I was initially horrified...what could the reason be? Some frightful winter muscle-wastage? Last October I'd pulled the Osprey out on my own, and she's at least double the Laser's weight...now, I welcomed the assistance of a friendly and powerful young fellow who said he'd been in the same situation himself, waiting in vain for his girlfriend to help.

Actually he recognised immediately that the Laser was chronically overweight. That was my fault - because rather than risk losing the bung, the club's Lasers have the bungs tied to their rudder stocks...and when I'd taken the rudder off to stop it dragging, I'd had to unscrew the bung too...which I did without a thought, since the unladen hull seemed to leave the bung-hole clear of the water.

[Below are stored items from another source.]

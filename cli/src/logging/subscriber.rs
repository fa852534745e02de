//! Tracing subscriber setup: console formatter, file layer, and initialisation.
use std::fmt::Debug;
use std::fs;
use std::io::Write as _;
use std::sync::Mutex;

use tracing::field::{Field, Visit};
use tracing::{Event, Level, Subscriber};
use tracing_subscriber::fmt::format::Writer;
use tracing_subscriber::fmt::{FmtContext, FormatEvent, FormatFields};
use tracing_subscriber::layer::{Context, Layer};
use tracing_subscriber::registry::LookupSpan;

use super::utils::{format_utc_datetime, format_utc_time, log_file_path, strip_sgr};

/// Target of stage headers.
pub const STAGE_TARGET: &str = "dotter::stage";

/// Target of dry-run action lines.
pub const DRY_RUN_TARGET: &str = "dotter::dry_run";

/// How an event is rendered, on the console and in the log file alike.
#[derive(Debug, Clone, Copy, PartialEq, Eq)]
enum LineKind {
    Stage,
    DryRun,
    Info,
    Warn,
    Error,
    Debug,
}

impl LineKind {
    fn of(event: &Event<'_>) -> Self {
        let metadata = event.metadata();
        match (*metadata.level(), metadata.target()) {
            (Level::ERROR, _) => Self::Error,
            (Level::WARN, _) => Self::Warn,
            (Level::INFO, STAGE_TARGET) => Self::Stage,
            (Level::INFO, DRY_RUN_TARGET) => Self::DryRun,
            (Level::INFO, _) => Self::Info,
            _ => Self::Debug,
        }
    }

    /// Plain-text line for the log file.
    fn file_line(self, ts: &str, msg: &str) -> String {
        match self {
            Self::Stage => format!("[{ts}] ==> {msg}"),
            Self::DryRun => format!("[{ts}]     [dry run] {msg}"),
            Self::Info => format!("[{ts}]     {msg}"),
            Self::Warn => format!("[{ts}]     [warn] {msg}"),
            Self::Error => format!("[{ts}]     [error] {msg}"),
            Self::Debug => format!("[{ts}]     [debug] {msg}"),
        }
    }

    /// Coloured line for the console.
    fn console_line(self, msg: &str) -> String {
        match self {
            Self::Stage => format!("\x1b[1;34m==>\x1b[0m \x1b[1m{msg}\x1b[0m"),
            Self::DryRun => format!("  \x1b[33m[DRY RUN]\x1b[0m {msg}"),
            Self::Info => format!("  {msg}"),
            Self::Warn => format!("\x1b[33mWARN\x1b[0m  {msg}"),
            Self::Error => format!("\x1b[31mERROR\x1b[0m {msg}"),
            Self::Debug => format!("  \x1b[2m{msg}\x1b[0m"),
        }
    }
}

/// The formatted `message` field of an event.
fn message(event: &Event<'_>) -> String {
    struct Message(String);

    impl Visit for Message {
        fn record_debug(&mut self, field: &Field, value: &dyn Debug) {
            if field.name() == "message" {
                self.0 = format!("{value:?}");
            }
        }
    }

    let mut visitor = Message(String::new());
    event.record(&mut visitor);
    visitor.0
}

/// Appends every event to `$XDG_CACHE_HOME/dotter/<command>.log`.
#[derive(Debug)]
pub(super) struct FileLayer {
    file: Mutex<fs::File>,
}

impl FileLayer {
    /// Open (truncating) the log file for `command` and write a run header.
    ///
    /// Returns `None` if the cache directory cannot be created or the file
    /// cannot be opened.
    pub(super) fn new(command: &str) -> Option<Self> {
        let path = log_file_path(command)?;
        let version =
            option_env!("DOTTER_VERSION").unwrap_or(concat!("dev-", env!("CARGO_PKG_VERSION")));
        let rule = "=".repeat(42);
        let header = format!(
            "{rule}\ndotter {version} {command} {}\n{rule}\n",
            format_utc_datetime()
        );
        fs::write(&path, header).ok()?;
        let file = fs::OpenOptions::new().append(true).open(&path).ok()?;
        Some(Self {
            file: Mutex::new(file),
        })
    }
}

impl<S: Subscriber> Layer<S> for FileLayer {
    fn on_event(&self, event: &Event<'_>, _ctx: Context<'_, S>) {
        let msg = strip_sgr(&message(event));
        let line = LineKind::of(event).file_line(&format_utc_time(), &msg);
        if let Ok(mut f) = self.file.lock() {
            writeln!(f, "{line}").ok();
        }
    }
}

/// Console formatter: `==>` stage headers, `[DRY RUN]` lines, coloured
/// warnings and errors.
struct DotterFormatter;

impl<S, N> FormatEvent<S, N> for DotterFormatter
where
    S: Subscriber + for<'a> LookupSpan<'a>,
    N: for<'a> FormatFields<'a> + 'static,
{
    fn format_event(
        &self,
        _ctx: &FmtContext<'_, S, N>,
        mut writer: Writer<'_>,
        event: &Event<'_>,
    ) -> std::fmt::Result {
        writeln!(writer, "{}", LineKind::of(event).console_line(&message(event)))
    }
}

/// Initialise the global [`tracing`] subscriber.
///
/// All console output goes to stderr so that `query` keeps stdout clean for
/// JSON. The file layer records every event at `DEBUG` and above to
/// `$XDG_CACHE_HOME/dotter/<command>.log`. Must be called once at program
/// startup, before any logging.
pub fn init_subscriber(verbose: bool, command: &str) {
    use tracing_subscriber::filter::LevelFilter;
    use tracing_subscriber::fmt;
    use tracing_subscriber::layer::SubscriberExt as _;
    use tracing_subscriber::util::SubscriberInitExt as _;

    let console_level = if verbose {
        LevelFilter::DEBUG
    } else {
        LevelFilter::INFO
    };

    let console_layer = fmt::layer()
        .event_format(DotterFormatter)
        .with_writer(std::io::stderr)
        .with_filter(console_level);

    let file_layer = FileLayer::new(command).map(|l| l.with_filter(LevelFilter::DEBUG));

    tracing_subscriber::registry()
        .with(console_layer)
        .with(file_layer)
        .init();
}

...but by the time I got the hull on the wheels, quite a weight of water had entered the hole, though I doubt the semi-swamped Laser was anywhere near the Osprey's mass.

It made me think, that if I had bought the boat and then approached any of many other sailing clubs with narrow slips locally, I almost certainly would have concluded (after a few sad attempts) that I couldn't cope with hauling her weight up the slipway, and that I must resign myself to a smaller boat. Just lucky for me that my club has a very wide slipway & foreshore.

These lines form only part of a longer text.